Eliza travels by subway from where she lives on the Upper West Side to the derelict part of town where Johnny is said to reside, in Alphabet City on the Lower East Side. Eliza finds Johnny’s basement apartment. On the other side of the door she can hear loud hardcore music with lyrics that boast about refusing to touch drugs and alcohol. She knocks on the door, and Johnny, dressed only in a pair of shorts, answers. Johnny is tall and skinny with lots of tattoos and a shaved head. Eliza explains who she is and gives him her message; then she and Johnny go find a payphone. When Johnny calls Jude’s house, he gets Prudence, who tells him that Teddy has died.

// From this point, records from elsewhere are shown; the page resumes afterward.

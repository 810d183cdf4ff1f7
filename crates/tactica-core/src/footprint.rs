//! Grid topology and unit footprints.

use crate::orient::Facing;
use crate::pos::GridPos;

/// Which coordinate system a board uses.
#[derive(Clone, Copy, Debug, Default, PartialEq, Eq, Hash)]
#[cfg_attr(feature = "serde", derive(serde::Serialize, serde::Deserialize))]
pub enum Topology {
    /// Orthogonal square cells addressed by `(x, y)`.
    #[default]
    Square,
    /// Flat-top hexagons addressed by axial `(q, r)`.
    AxialHex,
}

/// The rectangular silhouette a unit occupies.
///
/// On a square board the footprint covers a `width` x `height` block whose
/// anchor is the top-left cell, extending toward `+x` and `-y`. On a hex
/// board only the anchor cell is covered regardless of size.
#[derive(Clone, Copy, Debug, PartialEq, Eq, Hash)]
#[cfg_attr(feature = "serde", derive(serde::Serialize, serde::Deserialize))]
pub struct Footprint {
    /// Cells along `x`.
    pub width: u32,
    /// Cells along `y`.
    pub height: u32,
}

impl Footprint {
    /// A 1x1 footprint.
    pub const UNIT: Self = Self::new(1, 1);

    /// Construct a footprint.
    pub const fn new(width: u32, height: u32) -> Self {
        Self { width, height }
    }

    /// `true` if both sides are at least one cell.
    pub const fn is_valid(self) -> bool {
        self.width > 0 && self.height > 0
    }

    /// `true` for square footprints, which never change under rotation.
    pub const fn is_square(self) -> bool {
        self.width == self.height
    }

    /// Width and height exchanged.
    pub const fn swapped(self) -> Self {
        Self::new(self.height, self.width)
    }

    /// The footprint after turning from `from` to `to`.
    ///
    /// Sides are exchanged when the turn changes the vertical/horizontal
    /// class of the facing.
    pub fn reoriented(self, from: Facing, to: Facing) -> Self {
        if from.is_vertical() != to.is_vertical() {
            self.swapped()
        } else {
            self
        }
    }

    /// Number of cells covered on `topology`.
    pub fn cell_count(self, topology: Topology) -> usize {
        match topology {
            Topology::Square => self.width as usize * self.height as usize,
            Topology::AxialHex => 1,
        }
    }

    /// Relative offsets of the covered cells on a square board, row by row.
    pub fn body_offsets(self) -> impl Iterator<Item = GridPos> {
        let (w, h) = (self.width as i32, self.height as i32);
        (0..h).flat_map(move |y| (0..w).map(move |x| GridPos::new(x, -y)))
    }

    /// Absolute cells covered when anchored at `anchor`.
    pub fn cells_at(self, anchor: GridPos, topology: Topology) -> Vec<GridPos> {
        match topology {
            Topology::Square => self.body_offsets().map(|o| anchor + o).collect(),
            Topology::AxialHex => vec![anchor],
        }
    }
}

impl Default for Footprint {
    fn default() -> Self {
        Self::UNIT
    }
}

After two days of searching for Queen Bea, no one can find Teddy’s mother, and so a funeral is held for Teddy. Johnny takes Les’s van up to Vermont for the service and returns with Teddy’s ashes and his most prized possessions.
The paramedics find a host of drugs in Teddy’s system and deduce that he was killed not from the cold but from his heart stopping, likely due to the cocaine. Jude survives but has to stay in the hospital for a few days. One of Jude’s doctors tells Harriet that Jude likely has fetal alcohol syndrome, which could explain Jude’s erratic behavior and troubles in school.
After he gets out of the hospital, Jude refuses to do anything or see anyone. He stays in bed all day, occasionally receiving visits from Kram and Delph, who bring him pot. After Harriet confronts Kram and Delph, however, the two boys stop bringing drugs to Jude, and Jude struggles with sobriety. Harriet tries to coax Jude into returning to school but he is adamant about not going back; of course, now that he is sixteen, Harriet cannot force him to attend. One day Harriet brings a pamphlet about fetal alcohol syndrome she got at the hospital and tries to show it to Jude, but he won’t look at it.